Olive (Olea europaea L.) Genetic Transformation: Current Status and Future Prospects

Abstract

Olive (Olea europaea L.) is the most characteristic and important oil crop of the Mediterranean region. Traditional olive cultivation is based on few tens cultivars of ancient origin. To improve this crop, novel selections with higher tolerance to biotic and abiotic stress, adaptable to high-density planting systems and resilient to climate change are needed; however, breeding programs are hindered by the long juvenile period of this species and few improved genotypes have been released so far. Genetic transformation could be of great value, in the near future, to develop new varieties or rootstocks in a shorter time; in addition, it has currently become an essential tool for functional genomic studies. The recalcitrance of olive tissues to their in vitro manipulation has been the main bottleneck in the development of genetic transformation procedures in this species; however, some important traits such as fungal resistance, flowering or lipid composition have successfully been manipulated through the genetic transformation of somatic embryos of juvenile or adult origin, providing a proof of the potential role that this technology could have in olive improvement. However, the optimization of these protocols for explants of adult origin is a prerequisite to obtain useful materials for the olive industry. In this review, initially, factors affecting plant regeneration via somatic embryogenesis are discussed. Subsequently, the different transformation approaches explored in olive are reviewed. Finally, transgenic experiments with genes of interest undertaken to manipulate selected traits are discussed.

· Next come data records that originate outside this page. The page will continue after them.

use std::io::Cursor;

use anyhow::{Context, Result};
use archive_contracts::inline_image::{InlineImage, DEFAULT_MIME};
use image::{DynamicImage, ImageFormat, Rgb, RgbImage};
use sha2::{Digest, Sha256};

use crate::providers::{ImageProvider, ImageRequest, TextProvider, TextRequest};

const DRYRUN_SIZE: u32 = 256;

/// Offline provider: deterministic output, no network.
pub(crate) struct DryrunProvider;

impl ImageProvider for DryrunProvider {
    fn name(&self) -> &str {
        "dryrun"
    }

    fn generate(&self, request: &ImageRequest) -> Result<InlineImage> {
        let tint = color_from_prompt(&request.prompt);
        let image = match &request.source {
            Some(source) => tint_source(source, tint)?,
            None => solid_image(DRYRUN_SIZE, DRYRUN_SIZE, tint),
        };
        let bytes = encode_png(&DynamicImage::ImageRgb8(image))?;
        Ok(InlineImage::from_bytes(DEFAULT_MIME, &bytes))
    }
}

impl TextProvider for DryrunProvider {
    fn name(&self) -> &str {
        "dryrun"
    }

    fn complete(&self, request: &TextRequest) -> Result<String> {
        Ok(dryrun_label(&request.prompt))
    }
}

fn solid_image(width: u32, height: u32, (r, g, b): (u8, u8, u8)) -> RgbImage {
    let mut image = RgbImage::new(width, height);
    for pixel in image.pixels_mut() {
        *pixel = Rgb([r, g, b]);
    }
    image
}

/// Averages every source pixel with the instruction color.
fn tint_source(source: &InlineImage, (r, g, b): (u8, u8, u8)) -> Result<RgbImage> {
    let bytes = source.decode()?;
    let mut image = image::load_from_memory(&bytes)
        .context("dryrun edit could not decode source image")?
        .to_rgb8();
    for pixel in image.pixels_mut() {
        let [sr, sg, sb] = pixel.0;
        *pixel = Rgb([blend(sr, r), blend(sg, g), blend(sb, b)]);
    }
    Ok(image)
}

fn blend(a: u8, b: u8) -> u8 {
    ((u16::from(a) + u16::from(b)) / 2) as u8
}

fn encode_png(image: &DynamicImage) -> Result<Vec<u8>> {
    let mut bytes = Vec::new();
    image
        .write_to(&mut Cursor::new(&mut bytes), ImageFormat::Png)
        .context("dryrun png encode failed")?;
    Ok(bytes)
}

fn color_from_prompt(prompt: &str) -> (u8, u8, u8) {
    let mut hasher = Sha256::new();
    hasher.update(prompt.as_bytes());
    let digest = hasher.finalize();
    (digest[0], digest[1], digest[2])
}

/// Longest alphabetic word of the quoted `Prompt: "..."` line, capitalized.
/// Falls back to the whole text when no such line is present.
fn dryrun_label(text: &str) -> String {
    let subject = text
        .lines()
        .find_map(|line| line.trim().strip_prefix("Prompt:"))
        .map(|rest| rest.trim().trim_matches('"'))
        .unwrap_or(text);

    let mut best = "";
    for word in subject.split(|ch: char| !ch.is_alphabetic()) {
        if word.chars().count() > best.chars().count() {
            best = word;
        }
    }

    let mut chars = best.chars();
    match chars.next() {
        Some(first) => first.to_uppercase().chain(chars.flat_map(char::to_lowercase)).collect(),
        None => String::new(),
    }
}

#[cfg(test)]
mod tests {
    use super::*;

    fn request(prompt: &str, source: Option<InlineImage>) -> ImageRequest {
        ImageRequest {
            model: "dryrun-image-1".to_string(),
            prompt: prompt.to_string(),
            source,
        }
    }

    #[test]
    fn generate_is_deterministic_png() -> Result<()> {
        let first = DryrunProvider.generate(&request("neon city", None))?;
        let second = DryrunProvider.generate(&request("neon city", None))?;
        assert_eq!(first, second);
        assert_eq!(first.mime_type, "image/png");

        let decoded = image::load_from_memory(&first.decode()?)?;
        assert_eq!(decoded.width(), DRYRUN_SIZE);
        assert_eq!(decoded.height(), DRYRUN_SIZE);
        Ok(())
    }

    #[test]
    fn edit_keeps_source_dimensions_and_changes_pixels() -> Result<()> {
        let small = solid_image(8, 4, (0, 0, 0));
        let source = InlineImage::from_bytes(
            DEFAULT_MIME,
            &encode_png(&DynamicImage::ImageRgb8(small))?,
        );
        let edited = DryrunProvider.generate(&request("make it warmer", Some(source.clone())))?;
        assert_ne!(edited, source);

        let decoded = image::load_from_memory(&edited.decode()?)?.to_rgb8();
        assert_eq!(decoded.dimensions(), (8, 4));
        let (r, g, b) = color_from_prompt("make it warmer");
        assert_eq!(decoded.get_pixel(0, 0).0, [r / 2, g / 2, b / 2]);
        Ok(())
    }

    #[test]
    fn edit_with_garbage_source_fails() {
        let source = InlineImage::new("image/png", "bm90IGFuIGltYWdl");
        assert!(DryrunProvider
            .generate(&request("anything", Some(source)))
            .is_err());
    }

    #[test]
    fn label_comes_from_quoted_prompt_line() {
        let prompt = "Categorize this.\nPrompt: \"a small BATMOBILE chase\"\nOnly the word.";
        assert_eq!(dryrun_label(prompt), "Batmobile");
        assert_eq!(dryrun_label("red fox"), "Red");
        assert_eq!(dryrun_label("!!! 42"), "");
    }
}
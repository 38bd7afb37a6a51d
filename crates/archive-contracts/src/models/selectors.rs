use super::registry::{ModelRegistry, ModelSpec};

#[derive(Debug, Clone, PartialEq, Eq)]
pub struct ModelSelection {
    pub model: ModelSpec,
    pub requested: Option<String>,
    pub fallback_reason: Option<String>,
}

#[derive(Debug, Clone)]
pub struct ModelSelector {
    pub registry: ModelRegistry,
}

impl ModelSelector {
    pub fn new(registry: Option<ModelRegistry>) -> Self {
        Self {
            registry: registry.unwrap_or_else(|| ModelRegistry::new(None)),
        }
    }

    pub fn select(
        &self,
        requested: Option<&str>,
        capability: &str,
    ) -> Result<ModelSelection, String> {
        let requested = requested.map(str::trim).filter(|value| !value.is_empty());
        let (fallback_reason, requested_text) = if let Some(requested_value) = requested {
            if let Some(model) = self.registry.ensure(requested_value, capability) {
                return Ok(ModelSelection {
                    model,
                    requested: Some(requested_value.to_string()),
                    fallback_reason: None,
                });
            }
            (
                Some(format!(
                    "Requested model '{requested_value}' unavailable for capability '{capability}'."
                )),
                Some(requested_value.to_string()),
            )
        } else {
            (Some("No model specified; using default.".to_string()), None)
        };

        let candidates = self.registry.by_capability(capability);
        let Some(model) = candidates.first().cloned() else {
            return Err(format!(
                "No models available for capability '{capability}'."
            ));
        };
        Ok(ModelSelection {
            model,
            requested: requested_text,
            fallback_reason,
        })
    }
}
use std::sync::Arc;

use anyhow::{anyhow, Context, Result};
use archive_contracts::events::{payload, EventWriter};
use archive_contracts::inline_image::InlineImage;
use archive_contracts::models::{
    ModelSelection, ModelSelector, CAPABILITY_EDIT, CAPABILITY_IMAGE, CAPABILITY_TEXT,
};
use archive_contracts::records::{CategorySet, ALL_CATEGORY, FALLBACK_CATEGORY};
use serde_json::json;

use crate::providers::{ImageProvider, ImageRequest, ProviderRegistry, TextProvider, TextRequest};

/// Image synthesis, image edits and prompt classification against the
/// selected models.
#[derive(Clone)]
pub struct GenerationClient {
    image: Arc<dyn ImageProvider>,
    edit: Arc<dyn ImageProvider>,
    text: Arc<dyn TextProvider>,
    image_model: String,
    edit_model: String,
    text_model: String,
    model_notes: Vec<String>,
    events: Option<EventWriter>,
}

impl GenerationClient {
    /// Resolves the requested models against `selector` and binds each one to
    /// its registered provider. Edits use the image request with the edit
    /// capability.
    pub fn from_registry(
        providers: &ProviderRegistry,
        selector: &ModelSelector,
        image_model: Option<&str>,
        text_model: Option<&str>,
    ) -> Result<Self> {
        let image = selector
            .select(image_model, CAPABILITY_IMAGE)
            .map_err(anyhow::Error::msg)?;
        let edit = selector
            .select(image_model, CAPABILITY_EDIT)
            .map_err(anyhow::Error::msg)?;
        let text = selector
            .select(text_model, CAPABILITY_TEXT)
            .map_err(anyhow::Error::msg)?;

        let model_notes = [&image, &text]
            .into_iter()
            .filter(|selection| selection.requested.is_some())
            .filter_map(|selection| selection.fallback_reason.clone())
            .collect();

        Ok(Self {
            image: image_provider(providers, &image)?,
            edit: image_provider(providers, &edit)?,
            text: providers.text(&text.model.provider).with_context(|| {
                format!(
                    "no text provider registered as '{}' for model '{}'",
                    text.model.provider, text.model.name
                )
            })?,
            image_model: image.model.name,
            edit_model: edit.model.name,
            text_model: text.model.name,
            model_notes,
            events: None,
        })
    }

    /// Binds providers directly; edits go through the image provider.
    pub fn with_providers<I, T>(image: I, text: T, image_model: &str, text_model: &str) -> Self
    where
        I: ImageProvider + 'static,
        T: TextProvider + 'static,
    {
        let image: Arc<dyn ImageProvider> = Arc::new(image);
        Self {
            edit: image.clone(),
            image,
            text: Arc::new(text),
            image_model: image_model.to_string(),
            edit_model: image_model.to_string(),
            text_model: text_model.to_string(),
            model_notes: Vec::new(),
            events: None,
        }
    }

    pub fn with_events(mut self, events: EventWriter) -> Self {
        self.events = Some(events);
        self
    }

    pub fn image_model(&self) -> &str {
        &self.image_model
    }

    pub fn text_model(&self) -> &str {
        &self.text_model
    }

    /// Why an explicitly requested model was replaced, if it was.
    pub fn model_notes(&self) -> &[String] {
        &self.model_notes
    }

    pub fn generate(&self, prompt: &str) -> Result<InlineImage> {
        self.image.generate(&ImageRequest {
            model: self.image_model.clone(),
            prompt: prompt.to_string(),
            source: None,
        })
    }

    pub fn edit(&self, source: &InlineImage, instruction: &str) -> Result<InlineImage> {
        self.edit.generate(&ImageRequest {
            model: self.edit_model.clone(),
            prompt: instruction.to_string(),
            source: Some(source.clone()),
        })
    }

    /// One call per prompt, all in flight together. Returns when every call
    /// has settled, results in prompt order.
    pub fn generate_many(&self, prompts: &[String]) -> Vec<Result<InlineImage>> {
        std::thread::scope(|scope| {
            let handles: Vec<_> = prompts
                .iter()
                .map(|prompt| scope.spawn(move || self.generate(prompt)))
                .collect();
            handles
                .into_iter()
                .map(|handle| {
                    handle
                        .join()
                        .unwrap_or_else(|_| Err(anyhow!("generation worker panicked")))
                })
                .collect()
        })
    }

    /// Picks a category label for `prompt`. Never fails: any error or unusable
    /// answer yields [`FALLBACK_CATEGORY`]. Does not touch `categories`.
    pub fn classify(&self, prompt: &str, categories: &CategorySet) -> String {
        let request = TextRequest {
            model: self.text_model.clone(),
            prompt: classification_prompt(prompt, &categories.classifier_labels()),
        };
        let reason = match self.text.complete(&request) {
            Ok(answer) => match normalize_label(&answer) {
                Some(label) => return label,
                None => format!("unusable answer {answer:?}"),
            },
            Err(err) => format!("{err:#}"),
        };
        if let Some(events) = &self.events {
            events.record(
                "classification_fallback",
                payload(json!({
                    "prompt": prompt,
                    "model": self.text_model,
                    "reason": reason,
                    "label": FALLBACK_CATEGORY,
                })),
            );
        }
        FALLBACK_CATEGORY.to_string()
    }
}

fn image_provider(
    providers: &ProviderRegistry,
    selection: &ModelSelection,
) -> Result<Arc<dyn ImageProvider>> {
    providers.image(&selection.model.provider).with_context(|| {
        format!(
            "no image provider registered as '{}' for model '{}'",
            selection.model.provider, selection.model.name
        )
    })
}

fn classification_prompt(prompt: &str, labels: &[&str]) -> String {
    format!(
        "You are an intelligent archive librarian.\n\
Task: Analyze the Main Subject of the image prompt and assign a Category.\n\
\n\
Existing Categories: [{labels}]\n\
\n\
Rules:\n\
1. **Subject Priority**: If the prompt describes a specific noun (e.g., \"A Woman\", \"The Batman\", \"A red Ferrari\", \"A Sushi platter\"), you MUST return that specific Noun as the category (e.g., \"Woman\", \"Batman\", \"Cars\", \"Food\").\n\
2. **Create New**: Do NOT force specific subjects into generic categories like \"Urban\" or \"Nature\" if a specific one fits better. Create the new category.\n\
3. **Existing**: Only use an existing category if it is a perfect fit (e.g. \"Trees in a forest\" -> \"Nature\").\n\
4. **Format**: Return a Single Word (Title Case). Max 2 words if absolutely necessary.\n\
\n\
Prompt: \"{prompt}\"\n\
\n\
Return only the Category Name string.",
        labels = labels.join(", "),
    )
}

/// Trim, drop `"` and `.`, upper-case the first letter. The wildcard is not
/// a real category, so it counts as no answer.
fn normalize_label(answer: &str) -> Option<String> {
    let stripped: String = answer
        .trim()
        .chars()
        .filter(|ch| *ch != '"' && *ch != '.')
        .collect();
    let stripped = stripped.trim();
    let mut chars = stripped.chars();
    let first = chars.next()?;
    let label: String = first.to_uppercase().chain(chars).collect();
    if label == ALL_CATEGORY {
        return None;
    }
    Some(label)
}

Keywords: Agrobacterium rhizogenes; Agrobacterium tumefaciens; biolistic; olive; somatic embryogenesis; transgenic plant.

Figure 1

Images of the steps of olive somatic embryos (SE) maturation and plant regeneration protocol [28].

Figure 2

Workflow chart of A. tumefaciens-mediated transformation of olive SE using the protocol described by [56].

Figure 3

Red fluorescence in olive embryogenic callus transformed with the DsRed marker gene. (A,B) Control non-transformed callus. (C,D) DsRed transformed embryogenic callus. Pictures were taken under white light (A,C) and fluorescent light using a DsRed excitation filter (B,D).

Figure 4

Early flowering olive plants expressing the FT gene MtFTa1 from Medicago truncatula. (A) Control (left) and MtFTa1-transformed (right) olive plants. (B,C) Details of MtFTa1-transformed plants.